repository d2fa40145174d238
use axum::extract::FromRequestParts;
use axum::http::request::Parts;

use crate::error::AppError;
use crate::state::AppState;

use super::SessionCtx;

/// Handler で SessionCtx を受け取るための extractor
/// middleware が SessionCtx を request.extensions() に insert 済みである前提
/// 見つからない場合は 401 を返す（認証がかかってない・ミドルウェア未設定）
pub struct SessionCtxExtractor(pub SessionCtx);

impl FromRequestParts<AppState> for SessionCtxExtractor
where
    AppState: Send + Sync,
{
    type Rejection = AppError;

    async fn from_request_parts(
        parts: &mut Parts,
        _state: &AppState,
    ) -> Result<Self, Self::Rejection> {
        parts
            .extensions
            .get::<SessionCtx>()
            .cloned()
            .map(SessionCtxExtractor)
            .ok_or(AppError::Unauthorized)
    }
}
/*
 * Responsibility
 * - v1 の公開ポイント (routes() の re-export など)
 */
pub mod extractors;
pub mod handlers;
mod routes;

pub use routes::routes;
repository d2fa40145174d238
pub mod session;
/*
 * Responsibility
 * - v1 の URL 構造を定義
 * - ここに載る route は全て認証 gate の内側 (適用は app.rs 側)
 */
use axum::{Router, routing::get};

use crate::api::v1::handlers::session::current_session;
use crate::state::AppState;

pub fn routes() -> Router<AppState> {
    Router::new().route("/session", get(current_session))
}
/*
 * Responsibility
 * - GET /health (疎通用)
 * - 認証 gate の外に置く
 */
use axum::{Json, http::StatusCode, response::IntoResponse};
use serde_json::json;

pub async fn health() -> impl IntoResponse {
    (StatusCode::OK, Json(json!({"status": "ok"})))
}
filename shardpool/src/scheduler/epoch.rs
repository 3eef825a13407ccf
//! The epoch word: the single point of total ordering between worker
//! threads.
//!
//! One atomic 64-bit value packs which of the two configuration buffers is
//! authoritative (bit 0) and how many threads have acknowledged the current
//! epoch (the remaining bits). Every mutation is a compare-and-swap, so the
//! selector and the quorum counter always change together.

use std::sync::atomic::{AtomicU64, Ordering};

const ACTIVE_BIT: u64 = 1;
const ACK_SHIFT: u32 = 1;

/// Decoded snapshot of the epoch word.
#[derive(Debug, Clone, Copy, PartialEq, Eq)]
pub struct Epoch {
    /// `false`: the first configuration buffer is active; `true`: the second.
    pub second_active: bool,
    /// No-update acknowledgments recorded for this epoch.
    pub acks: u32,
}

impl Epoch {
    fn pack(self) -> u64 {
        (self.second_active as u64) | ((self.acks as u64) << ACK_SHIFT)
    }

    fn unpack(word: u64) -> Self {
        Self {
            second_active: word & ACTIVE_BIT != 0,
            acks: (word >> ACK_SHIFT) as u32,
        }
    }
}

/// The shared atomic epoch.
#[derive(Debug, Default)]
pub struct EpochCell(AtomicU64);

impl EpochCell {
    /// First buffer active, zero acknowledgments.
    pub fn new() -> Self {
        Self::default()
    }

    pub fn load(&self) -> Epoch {
        Epoch::unpack(self.0.load(Ordering::Acquire))
    }

    /// Record one no-update acknowledgment toward the current epoch.
    ///
    /// Counts only while the active-buffer bit still matches the caller's
    /// local view: a caller that lost the race to a flip must hand off
    /// first and acknowledge the new epoch on a later cycle. Returns
    /// whether the acknowledgment was recorded.
    pub fn try_ack(&self, local_second_active: bool) -> bool {
        let mut current = self.0.load(Ordering::Relaxed);
        loop {
            let epoch = Epoch::unpack(current);
            if epoch.second_active != local_second_active {
                return false;
            }
            let next = Epoch {
                acks: epoch.acks + 1,
                ..epoch
            }
            .pack();
            match self
                .0
                .compare_exchange_weak(current, next, Ordering::AcqRel, Ordering::Relaxed)
            {
                Ok(_) => return true,
                Err(observed) => current = observed,
            }
        }
    }

    /// Publish the other buffer as active and reset the quorum counter.
    /// Fails without retrying when the word changed since `seen` was read;
    /// the caller retries on its next reshard interval.
    pub fn try_flip(&self, seen: Epoch) -> bool {
        let next = Epoch {
            second_active: !seen.second_active,
            acks: 0,
        }
        .pack();
        self.0
            .compare_exchange(seen.pack(), next, Ordering::AcqRel, Ordering::Acquire)
            .is_ok()
    }
}

#[cfg(test)]
mod tests {
    use super::*;
    use std::sync::Arc;
    use std::thread;

    #[test]
    fn starts_on_first_buffer_with_no_acks() {
        let cell = EpochCell::new();
        assert_eq!(
            cell.load(),
            Epoch {
                second_active: false,
                acks: 0
            }
        );
    }

    #[test]
    fn acks_accumulate_for_a_matching_view() {
        let cell = EpochCell::new();
        assert!(cell.try_ack(false));
        assert!(cell.try_ack(false));
        assert_eq!(cell.load().acks, 2);
    }

    #[test]
    fn ack_with_stale_view_is_refused() {
        let cell = EpochCell::new();
        assert!(!cell.try_ack(true));
        assert_eq!(cell.load().acks, 0);
    }

    #[test]
    fn flip_switches_buffer_and_resets_acks() {
        let cell = EpochCell::new();
        assert!(cell.try_ack(false));
        let seen = cell.load();
        assert!(cell.try_flip(seen));
        assert_eq!(
            cell.load(),
            Epoch {
                second_active: true,
                acks: 0
            }
        );
    }

    #[test]
    fn flip_fails_when_the_word_moved() {
        let cell = EpochCell::new();
        let seen = cell.load();
        assert!(cell.try_ack(false));
        assert!(!cell.try_flip(seen), "a concurrent ack invalidates the CAS");
        assert_eq!(cell.load().acks, 1);
    }

    #[test]
    fn concurrent_acks_are_all_counted() {
        let cell = Arc::new(EpochCell::new());
        let mut handles = Vec::new();
        for _ in 0..8 {
            let cell = Arc::clone(&cell);
            handles.push(thread::spawn(move || {
                for _ in 0..100 {
                    assert!(cell.try_ack(false));
                }
            }));
        }
        for handle in handles {
            handle.join().unwrap();
        }
        assert_eq!(cell.load().acks, 800);
    }
}
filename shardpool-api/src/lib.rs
//! # Shardpool API
//!
//! Programming-model interface layer for a dynamically-sharded
//! message-passing runtime. A program is a static graph of message
//! processors connected by typed, directed edges; the runtime decides
//! which worker thread drives which processor and may revise that
//! assignment at any time based on measured load.
//!
//! This crate defines only the model:
//!
//! - [`MessageProcessor`]: a graph node with `tick` and `receive` behavior
//! - [`Message`]: a value that travels along an edge
//! - [`Outbox`]: the capability to emit messages from inside a processor
//! - [`Topology`]: the declarative edge list a graph is built from
//!
//! The runtime crate consumes a [`Topology`] and owns everything else:
//! scheduling, channels, timing, fault telemetry.

pub mod actor;
pub mod errors;
pub mod message;
pub mod topology;
pub mod types;

pub use actor::{MessageProcessor, Origin, Outbox};
pub use errors::SendError;
pub use message::{BoxedMessage, Message};
pub use topology::{EdgeDecl, MessageDecl, NodeDecl, Topology};
pub use types::{ActorId, EdgeId};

----------------

**Exercise goal:** Where the string "runtime" occurs in the data, return the whole line.

**Solved problem:**
//! message-passing runtime. A program is a static graph of message
//! processors connected by typed, directed edges; the runtime decides
//! The runtime crate consumes a [`Topology`] and owns everything else:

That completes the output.